AMENDED REASONS FOR JUDGMENT
McArthur J.
[1] These appeals are
from reassessments of the Minister of National Revenue using the net worth
method and adding to the Appellant’s income the amounts of $11,663.50,
10,969.19. $190,997.63 and $70,211.04 for the 2000, 2001, 2002 and 2003
taxation years, respectively. To these amounts, the Minister added interest and
penalties pursuant to subsection 163(2) of the Income Tax Act.
[2] The unusual facts
as presented by the Appellant and her husband and by the Minister’s auditor are
difficult to unravel and accept. No doubt the witness’ memories were selective.

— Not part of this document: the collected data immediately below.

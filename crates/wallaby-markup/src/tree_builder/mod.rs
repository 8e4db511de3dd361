//! The tree builder: token dispatch and tree construction.
//!
//! Consumes tokens one at a time from a [`TokenSource`], mutating the
//! arena tree and the stack of open elements. Malformed structure never
//! aborts a parse: stray end tags are ignored, bogus comments are
//! recovered, and whatever tree has been built so far is always
//! well-formed and inspectable — a caller may stop stepping at any point
//! and keep the partial result.
//!
//! The builder is single-owner, single-threaded state created fresh per
//! parse. Independent parses share nothing and may run on separate
//! threads without coordination.

use wallaby_common::warning::warn_once;
use wallaby_dom::{
    Attributes, DeclarationData, DoctypeData, DomTree, ElementData, NodeId, NodeType, Tag,
};

use crate::dialect::Dialect;
use crate::errors::{IssueKind, ParseErrorList, ParseIssue};
use crate::token::Token;
use crate::tokenizer::TokenSource;

mod stack;

pub use stack::OpenElementStack;

/// Stack name for the document root in dialects that keep it on the
/// stack. Never collides with a tag name (tag names cannot contain `#`).
const DOCUMENT_STACK_NAME: &str = "#document";

/// A completed document parse: the tree plus the recorded issues.
#[derive(Debug, Clone)]
pub struct ParseResult {
    /// The node tree; the document is at [`NodeId::ROOT`].
    pub tree: DomTree,
    /// Recoverable anomalies observed during the parse, in order.
    pub issues: ParseErrorList,
}

/// A completed fragment parse.
///
/// The fragment's nodes accumulate under a detached root; `nodes` lists
/// them in order rather than wrapping them in a fresh document of their
/// own.
#[derive(Debug, Clone)]
pub struct FragmentResult {
    /// The tree holding the fragment's nodes.
    pub tree: DomTree,
    /// The top-level nodes of the fragment, in insertion order.
    pub nodes: Vec<NodeId>,
    /// Recoverable anomalies observed during the parse, in order.
    pub issues: ParseErrorList,
}

/// The tree construction state machine.
///
/// A builder is created fresh per parse (construction is the
/// initialization step: fresh tree, fresh stack — with the document root
/// on it for dialects that keep it there — and a fresh issue list).
/// Driving it is either one [`TreeBuilder::run`] call, or repeated
/// [`TreeBuilder::step`] calls with an early [`TreeBuilder::finish`] for
/// callers that want to stop before end-of-input.
pub struct TreeBuilder<S: TokenSource> {
    source: S,
    dialect: Dialect,
    tree: DomTree,
    stack: OpenElementStack,
    base_uri: Option<String>,
    issues: ParseErrorList,
    /// The innermost open `form` element, when the dialect associates
    /// form controls.
    form_element: Option<NodeId>,
    /// The synthetic context element of a fragment parse, if any.
    fragment_context: Option<NodeId>,
    stopped: bool,
}

impl<S: TokenSource> TreeBuilder<S> {
    /// Create a builder over a token source.
    #[must_use]
    pub fn new(source: S, dialect: Dialect) -> Self {
        let mut stack = OpenElementStack::new();
        if dialect.keeps_root_on_stack() {
            stack.push(NodeId::ROOT, DOCUMENT_STACK_NAME);
        }
        Self {
            source,
            dialect,
            tree: DomTree::new(),
            stack,
            base_uri: None,
            issues: ParseErrorList::default(),
            form_element: None,
            fragment_context: None,
            stopped: false,
        }
    }

    /// Set the base URI elements inherit at insertion time.
    #[must_use]
    pub fn with_base_uri(mut self, base_uri: impl Into<String>) -> Self {
        let base = base_uri.into();
        self.tree.set_base_uri(base.clone());
        self.base_uri = Some(base);
        self
    }

    /// Seed the stack with a synthetic context element for a fragment
    /// parse. Subsequent nodes accumulate under the context rather than
    /// the document root, and the same dispatch rules apply unchanged.
    #[must_use]
    pub fn with_fragment_context(mut self, name: &str) -> Self {
        let tag = Tag::resolve(&self.dialect.fold_name(name));
        let tag_name = tag.name().to_string();
        let id = self.tree.alloc(NodeType::Element(ElementData {
            tag,
            attrs: Attributes::new(),
            base_uri: self.base_uri.clone(),
        }));
        self.tree.append_child(NodeId::ROOT, id);
        self.stack.push(id, tag_name);
        self.fragment_context = Some(id);
        self
    }

    /// The synthetic context element seeded by
    /// [`TreeBuilder::with_fragment_context`], if any.
    #[must_use]
    pub fn fragment_context(&self) -> Option<NodeId> {
        self.fragment_context
    }

    /// Set how many recoverable issues are recorded (zero disables
    /// tracking).
    #[must_use]
    pub fn with_issue_capacity(mut self, capacity: usize) -> Self {
        self.issues = ParseErrorList::tracking(capacity);
        self
    }

    /// The tree built so far.
    #[must_use]
    pub fn tree(&self) -> &DomTree {
        &self.tree
    }

    /// The stack of open elements, for diagnostics.
    #[must_use]
    pub fn stack(&self) -> &OpenElementStack {
        &self.stack
    }

    /// The issues recorded so far.
    #[must_use]
    pub fn issues(&self) -> &ParseErrorList {
        &self.issues
    }

    /// Pull and process one token. Returns false once end-of-input has
    /// been observed.
    pub fn step(&mut self) -> bool {
        if self.stopped {
            return false;
        }
        let token = self.source.next_token();
        for issue in self.source.drain_issues() {
            self.issues.push(issue);
        }
        let _ = self.process(token);
        !self.stopped
    }

    /// Pull and process tokens until end-of-input, then hand back the
    /// completed tree and issue list.
    #[must_use]
    pub fn run(mut self) -> ParseResult {
        while self.step() {}
        self.finish()
    }

    /// Hand back whatever has been built. The partial tree of an
    /// early-terminated parse is well-formed; unclosed elements simply
    /// keep their children.
    #[must_use]
    pub fn finish(self) -> ParseResult {
        ParseResult {
            tree: self.tree,
            issues: self.issues,
        }
    }

    /// Dispatch one token.
    ///
    /// Returns whether parsing should continue. Currently always true —
    /// the token union is closed, so every kind has defined handling; the
    /// signal is reserved for producers that can stop mid-stream.
    pub fn process(&mut self, token: Token) -> bool {
        match token {
            Token::StartTag {
                name,
                attributes,
                self_closing,
            } => self.insert_element(&name, attributes, self_closing),
            Token::EndTag { name } => self.close_element(&name),
            Token::Comment { data, bogus } => self.insert_comment(data, bogus),
            Token::Character { data } => self.insert_text(data),
            Token::Doctype {
                name,
                public_identifier,
                system_identifier,
            } => self.insert_doctype(name, public_identifier, system_identifier),
            Token::EndOfFile => self.stopped = true,
        }
        true
    }

    /// Append `node_type` as a child of the current insertion target.
    fn insert_node(&mut self, node_type: NodeType) -> NodeId {
        let id = self.tree.alloc(node_type);
        self.tree.append_child(self.stack.current(), id);
        id
    }

    fn insert_element(&mut self, name: &str, attributes: Attributes, self_closing: bool) {
        let mut tag = Tag::resolve(name);

        // A self-nesting-averse tag (li, p, td, option, ...) closes an
        // identical open element before inserting the new one.
        if self.dialect.implicitly_closes_siblings(&tag)
            && self.stack.current_name() == Some(tag.name())
        {
            let _ = self.stack.pop();
        }

        if self_closing {
            self.source.acknowledge_self_closing();
            if !tag.is_known() {
                // Unknown self-closing tags stay self-closing so a later
                // end tag with the same name does not misfire.
                tag.set_self_closing();
            }
        }
        // Flagged in the token, or declared void by the tag table: either
        // way the element takes no children and never goes on the stack.
        let push = !(self_closing || tag.is_self_closing());

        let tag_name = tag.name().to_string();
        let is_form = tag_name == "form";
        let form_listed = tag.is_form_listed();

        let id = self.insert_node(NodeType::Element(ElementData {
            tag,
            attrs: attributes,
            base_uri: self.base_uri.clone(),
        }));

        if self.dialect.associates_form_controls() {
            if form_listed && let Some(form) = self.form_element {
                self.tree.associate_form_control(form, id);
            }
            if is_form && push {
                self.form_element = Some(id);
            }
        }

        if push {
            self.stack.push(id, tag_name);
        }
    }

    /// Pop-to-close for an end tag. A miss is the defined recovery for
    /// stray close tags: recorded, no tree or stack mutation.
    fn close_element(&mut self, name: &str) {
        match self.stack.pop_to_close(name) {
            Some(_) => {
                if self
                    .form_element
                    .is_some_and(|form| !self.stack.snapshot().contains(&form))
                {
                    self.form_element = None;
                }
            }
            None => {
                self.report(
                    IssueKind::StrayEndTag,
                    format!("stray end tag </{name}> has no matching open element"),
                );
            }
        }
    }

    fn insert_comment(&mut self, data: String, bogus: bool) {
        // Dialects with real declarations re-materialize bogus comments
        // that carry a `!`/`?` marker; everything else stays a comment.
        let node_type = if bogus
            && self.dialect.reinterprets_bogus_comments()
            && data.len() > 1
            && (data.starts_with('!') || data.starts_with('?'))
        {
            let bang = data.starts_with('!');
            NodeType::Declaration(DeclarationData {
                data: data[1..].to_string(),
                bang,
            })
        } else {
            NodeType::Comment(data)
        };
        let _ = self.insert_node(node_type);
    }

    fn insert_text(&mut self, data: String) {
        let _ = self.insert_node(NodeType::Text(data));
    }

    fn insert_doctype(&mut self, name: String, public_identifier: String, system_identifier: String) {
        let _ = self.insert_node(NodeType::Doctype(DoctypeData {
            name,
            public_identifier,
            system_identifier,
        }));
    }

    fn report(&mut self, kind: IssueKind, message: String) {
        warn_once("TreeBuilder", &message);
        self.issues
            .push(ParseIssue::new(kind, self.source.position(), message));
    }
}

I am left with the task of discerning the actual historical past. These appeals
revolve around their facts.
Brief Facts
[3] The Appellant was
involved with a Ms. Ann Didur (“Ann”), who appears to have been carrying on a
scam or modified Ponzie scheme. She collected money from various people
ostensibly for investment in penny stocks through a lawyer in Las Vegas, Nevada. For unknown
reasons, she was unable to have her own bank account and convinced or conned
the Appellant to permit her to use the Appellant’s bank account. With Ann, the
Appellant and her husband met the lawyer involved in Las Vegas, Mr. Drange, who apparently convinced,
at least the Appellant, of the legitimacy of the business. At the outset, some apparent
profits were paid to the duped investors, but subsequently, they received no
returns. The Canadian police authorities commenced an investigation. During
this period, Ann committed suicide and there was no further evidence about the Las Vegas attorney.
[4] An edited version
of the Minister’s assumptions of fact is as follows. Throughout the relevant
period, the Appellant was married to Virden Lawrence and they maintained joint
bank accounts and lines of credit with their son. During the period, the
Appellant had financial dealings with Ann which included many deposits to the
Appellant’s bank accounts. Ann, in fact, did her substantial banking through
the Appellant’s bank. For inexplicable reasons, Ann was unable to have her own
banking facilities. That alone should have raised a serious red flag in the
face of the Appellant.
[5] The Appellant made numerous
bank deposits, most of which were paid out of her accounts, apparently to Ann.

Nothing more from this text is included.